Over the last few years, I’ve been exceptionally lucky to meet some of the finest minds and writers in business and investing. I thought it would be a fun exercise to tap their accumulated experience by asking a single question:

“If you could tell a sophisticated finance audience one thing, what would it be?”

“Eight Investment Gems.”

[7 minute read]

“I believe in the discipline of mastering the best that other people have ever figured out. I don't believe in just sitting down and trying to dream it all up yourself. Nobody's that smart.”

- Charlie Munger

Source: Getty Images

Following Charlie’s lead, here are the answers from some of my favorite people. It’s remarkable how consistent they are.

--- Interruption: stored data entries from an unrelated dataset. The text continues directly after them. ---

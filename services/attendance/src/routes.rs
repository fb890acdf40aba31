//! Attendance service routes

use axum::{
    Json, Router,
    extract::{Path, State},
    http::StatusCode,
    response::IntoResponse,
    routing::{delete, get, post, put},
};
use chrono::{Duration, Local};
use serde_json::json;

use crate::{
    error::AttendanceError,
    models::{
        CheckInRequest, CheckInResponse, CreateSessionRequest, CreateSessionResponse,
        LoginCredentials, NewStudent, NewTeacherRequest, NewUser, QrSessionRequest,
        QrSessionResponse, Role, SessionResponse, StudentLoginRequest, UpdateStudent, UpdateUser,
        WIRE_TIME_FORMAT,
    },
    qr,
    state::AppState,
    store::AttendanceStore,
    validation,
};

/// Create the router for the attendance service
pub fn create_router(state: AppState) -> Router {
    Router::new()
        .route("/health", get(health_check))
        .route("/sessions", post(create_session))
        .route("/sessions", get(get_sessions))
        .route("/sessions/qr", post(create_qr_session))
        .route("/sessions/:id", get(get_session))
        .route("/sessions/:id", delete(delete_session))
        .route("/sessions/:id/attendance", get(session_attendance))
        .route("/attendance", post(check_in))
        .route("/students", post(create_student))
        .route("/students", get(get_students))
        .route("/students/:id", put(update_student))
        .route("/students/:id", delete(delete_student))
        .route("/students/:id/report", get(student_report))
        .route("/students/login", post(student_login))
        .route("/teachers", post(create_teacher))
        .route("/teachers", get(get_teachers))
        .route("/teachers/:id", put(update_teacher))
        .route("/teachers/:id", delete(delete_teacher))
        .route("/admins", post(register_admin))
        .route("/admins/login", post(admin_login))
        .with_state(state)
}

/// Health check endpoint
pub async fn health_check() -> impl IntoResponse {
    Json(json!({
        "status": "ok",
        "service": "attendance-service"
    }))
}

/// Create a new session
pub async fn create_session(
    State(state): State<AppState>,
    Json(payload): Json<CreateSessionRequest>,
) -> Result<impl IntoResponse, AttendanceError> {
    let now = Local::now().naive_local();
    let session = state.registry.create_session(&payload, now).await?;

    Ok((
        StatusCode::CREATED,
        Json(CreateSessionResponse {
            id: session.id,
            code: session.code,
        }),
    ))
}

/// Create a session and return its check-in payload as a base64 QR image
pub async fn create_qr_session(
    State(state): State<AppState>,
    Json(payload): Json<QrSessionRequest>,
) -> Result<impl IntoResponse, AttendanceError> {
    let now = Local::now().naive_local();
    let expiry_minutes = payload.expiry_minutes.unwrap_or(5);
    let expiry = now + Duration::minutes(expiry_minutes);

    let request = CreateSessionRequest {
        session_name: payload.session_name,
        location_lat: payload.location_lat,
        location_long: payload.location_long,
        expiry_time: Some(expiry.format(WIRE_TIME_FORMAT).to_string()),
        created_by: payload.created_by,
    };

    let session = state.registry.create_session(&request, now).await?;
    let qr_code = qr::encode_session(session.id, session.expiry_time)?;

    Ok((
        StatusCode::CREATED,
        Json(QrSessionResponse {
            qr_code,
            session_id: session.id,
        }),
    ))
}

/// Get all sessions
pub async fn get_sessions(
    State(state): State<AppState>,
) -> Result<impl IntoResponse, AttendanceError> {
    let sessions = state.registry.list().await?;
    let response: Vec<SessionResponse> = sessions.into_iter().map(SessionResponse::from).collect();

    Ok(Json(response))
}

/// Get a session by id
pub async fn get_session(
    State(state): State<AppState>,
    Path(id): Path<i64>,
) -> Result<impl IntoResponse, AttendanceError> {
    let session = state
        .registry
        .lookup(id)
        .await?
        .ok_or_else(|| AttendanceError::NotFound("Invalid session".to_string()))?;

    Ok(Json(SessionResponse::from(session)))
}

/// Delete a session by id
pub async fn delete_session(
    State(state): State<AppState>,
    Path(id): Path<i64>,
) -> Result<impl IntoResponse, AttendanceError> {
    if state.registry.delete(id).await? {
        Ok(Json(json!({"message": "Session deleted successfully"})))
    } else {
        Err(AttendanceError::NotFound("Invalid session".to_string()))
    }
}

/// Evaluate a check-in attempt
pub async fn check_in(
    State(state): State<AppState>,
    Json(payload): Json<CheckInRequest>,
) -> Result<impl IntoResponse, AttendanceError> {
    validation::validate_coordinates(payload.latitude, payload.longitude)
        .map_err(|msg| AttendanceError::Validation(vec![msg]))?;

    let now = Local::now().naive_local();
    let status = state
        .validator
        .evaluate(
            payload.student_id,
            payload.session_id,
            (payload.latitude, payload.longitude),
            now,
        )
        .await?;

    Ok(Json(CheckInResponse { status }))
}

/// Get the attendance rows recorded for a session
pub async fn session_attendance(
    State(state): State<AppState>,
    Path(id): Path<i64>,
) -> Result<impl IntoResponse, AttendanceError> {
    let records = state.attendance_repository.by_session(id).await?;

    if records.is_empty() {
        return Err(AttendanceError::NotFound(
            "No attendance records found for this session".to_string(),
        ));
    }

    Ok(Json(records))
}

/// Get a student's attendance report, most recent first
pub async fn student_report(
    State(state): State<AppState>,
    Path(id): Path<i64>,
) -> Result<impl IntoResponse, AttendanceError> {
    let records = state.attendance_repository.by_student(id).await?;

    Ok(Json(records))
}

/// Add a student to the roster
pub async fn create_student(
    State(state): State<AppState>,
    Json(payload): Json<NewStudent>,
) -> Result<impl IntoResponse, AttendanceError> {
    let mut invalid = Vec::new();
    if validation::validate_name(&payload.name).is_err() {
        invalid.push("name".to_string());
    }
    if validation::validate_email(&payload.email).is_err() {
        invalid.push("email".to_string());
    }
    if !invalid.is_empty() {
        return Err(AttendanceError::Validation(invalid));
    }

    let student = state.student_repository.create(&payload).await?;

    Ok((StatusCode::CREATED, Json(student)))
}

/// Get all students
pub async fn get_students(
    State(state): State<AppState>,
) -> Result<impl IntoResponse, AttendanceError> {
    let students = state.student_repository.get_all().await?;

    Ok(Json(students))
}

/// Update a student
pub async fn update_student(
    State(state): State<AppState>,
    Path(id): Path<i64>,
    Json(payload): Json<UpdateStudent>,
) -> Result<impl IntoResponse, AttendanceError> {
    if state.student_repository.update(id, &payload).await? {
        Ok(Json(json!({"message": "Student updated successfully"})))
    } else {
        Err(AttendanceError::NotFound("Student not found".to_string()))
    }
}

/// Delete a student
pub async fn delete_student(
    State(state): State<AppState>,
    Path(id): Path<i64>,
) -> Result<impl IntoResponse, AttendanceError> {
    if state.student_repository.delete(id).await? {
        Ok(Json(json!({"message": "Student deleted successfully"})))
    } else {
        Err(AttendanceError::NotFound("Student not found".to_string()))
    }
}

/// Student roster login
pub async fn student_login(
    State(state): State<AppState>,
    Json(payload): Json<StudentLoginRequest>,
) -> Result<impl IntoResponse, AttendanceError> {
    let student = state
        .student_repository
        .find_by_id_and_email(payload.id, &payload.email)
        .await?;

    match student {
        Some(_) => Ok(Json(json!({"message": "Login successful"}))),
        None => Err(AttendanceError::Unauthorized),
    }
}

/// Add a teacher; the TEACHER role is implied
pub async fn create_teacher(
    State(state): State<AppState>,
    Json(payload): Json<NewTeacherRequest>,
) -> Result<impl IntoResponse, AttendanceError> {
    let mut invalid = Vec::new();
    if validation::validate_name(&payload.name).is_err() {
        invalid.push("name".to_string());
    }
    if validation::validate_email(&payload.email).is_err() {
        invalid.push("email".to_string());
    }
    if payload.password.is_empty() {
        invalid.push("password".to_string());
    }
    if !invalid.is_empty() {
        return Err(AttendanceError::Validation(invalid));
    }

    let new_user = NewUser {
        name: payload.name,
        email: payload.email,
        password: payload.password,
        role: Role::Teacher,
    };
    let teacher = state.user_repository.create(&new_user).await?;

    Ok((StatusCode::CREATED, Json(teacher)))
}

/// Get all teachers
pub async fn get_teachers(
    State(state): State<AppState>,
) -> Result<impl IntoResponse, AttendanceError> {
    let teachers = state.user_repository.get_teachers().await?;

    Ok(Json(teachers))
}

/// Update a teacher
pub async fn update_teacher(
    State(state): State<AppState>,
    Path(id): Path<i64>,
    Json(payload): Json<UpdateUser>,
) -> Result<impl IntoResponse, AttendanceError> {
    if state.user_repository.update(id, &payload).await? {
        Ok(Json(json!({"message": "Teacher updated successfully"})))
    } else {
        Err(AttendanceError::NotFound("Teacher not found".to_string()))
    }
}

/// Delete a teacher; only rows holding the TEACHER role qualify
pub async fn delete_teacher(
    State(state): State<AppState>,
    Path(id): Path<i64>,
) -> Result<impl IntoResponse, AttendanceError> {
    if state.user_repository.delete_teacher(id).await? {
        Ok(Json(json!({"message": "Teacher deleted successfully"})))
    } else {
        Err(AttendanceError::NotFound("Teacher not found".to_string()))
    }
}

/// Register a staff user with the ADMIN or TEACHER role
pub async fn register_admin(
    State(state): State<AppState>,
    Json(payload): Json<NewUser>,
) -> Result<impl IntoResponse, AttendanceError> {
    let mut invalid = Vec::new();
    if validation::validate_name(&payload.name).is_err() {
        invalid.push("name".to_string());
    }
    if validation::validate_email(&payload.email).is_err() {
        invalid.push("email".to_string());
    }
    if !payload.role.is_staff() {
        invalid.push("role".to_string());
    }
    if !invalid.is_empty() {
        return Err(AttendanceError::Validation(invalid));
    }

    let user = state.user_repository.create(&payload).await?;

    Ok((StatusCode::CREATED, Json(user)))
}

/// Staff login
pub async fn admin_login(
    State(state): State<AppState>,
    Json(payload): Json<LoginCredentials>,
) -> Result<impl IntoResponse, AttendanceError> {
    let user = state
        .user_repository
        .find_by_email(&payload.email)
        .await?
        .ok_or(AttendanceError::Unauthorized)?;

    if state
        .user_repository
        .verify_password(&user, &payload.password)?
    {
        Ok(Json(json!({"message": "Login successful"})))
    } else {
        Err(AttendanceError::Unauthorized)
    }
}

1) Morgan Housel. His superb book The Psychology of Money just crossed two million copies sold. I think he’s arguably the greatest writer working in finance today. His answer:

“I would echo Charlie Munger: “It’s very common to be utterly brilliant and still think you’re way smarter than you actually are.” [Read more here].

2) Michael Batnick. In his role as Director of Research for Ritholtz Wealth Management, Michael manages to do the rarest of things: write about complex financial topics clearly, honestly, and insightfully.

“People desperately want to be told what to do. That's why there is such a big audience for hucksters and charlatans. I know better than most, but I need to constantly remind myself, especially when I hear opinions that confirm my priors, that nobody can see the future. This sounds incredibly obvious, but it's something that often goes overlooked. As Morgan Housel said, "best story wins." Stop listening to other people's stories.”

3) Kris Abdelmessih. Kris writes the superb Moontower blog. He has traded options for over 20 years, including a long stint at one of the most elite platforms, Susquehanna. He has a deeper understanding of market dynamics than most people I’ve read.

“Markets are biology, not physics, and that's important because every good idea can be ruined by price. For example, real estate with a mortgage might be a good inflation hedge, but if history has taught everyone that lesson then it will be less true going forward. In other words, the price today already incorporates that (imagine paying 3x for your current home... how's that going to work out as an inflation hedge?). My other quip would be that no individual investment matters ex-ante. It's how it contributes to the quality of your entire portfolio. Insurance is negative EV but can be additive to a portfolio's long-term geometric return. The thing most valuable you can learn from quants is portfolio construction.”

4) Frederik Geischen. Frederick writes the Substack Minds of the Market (a blog I pay for). He uses deep research skills to unpack the histories and processes of the world’s finest investors and businessmen.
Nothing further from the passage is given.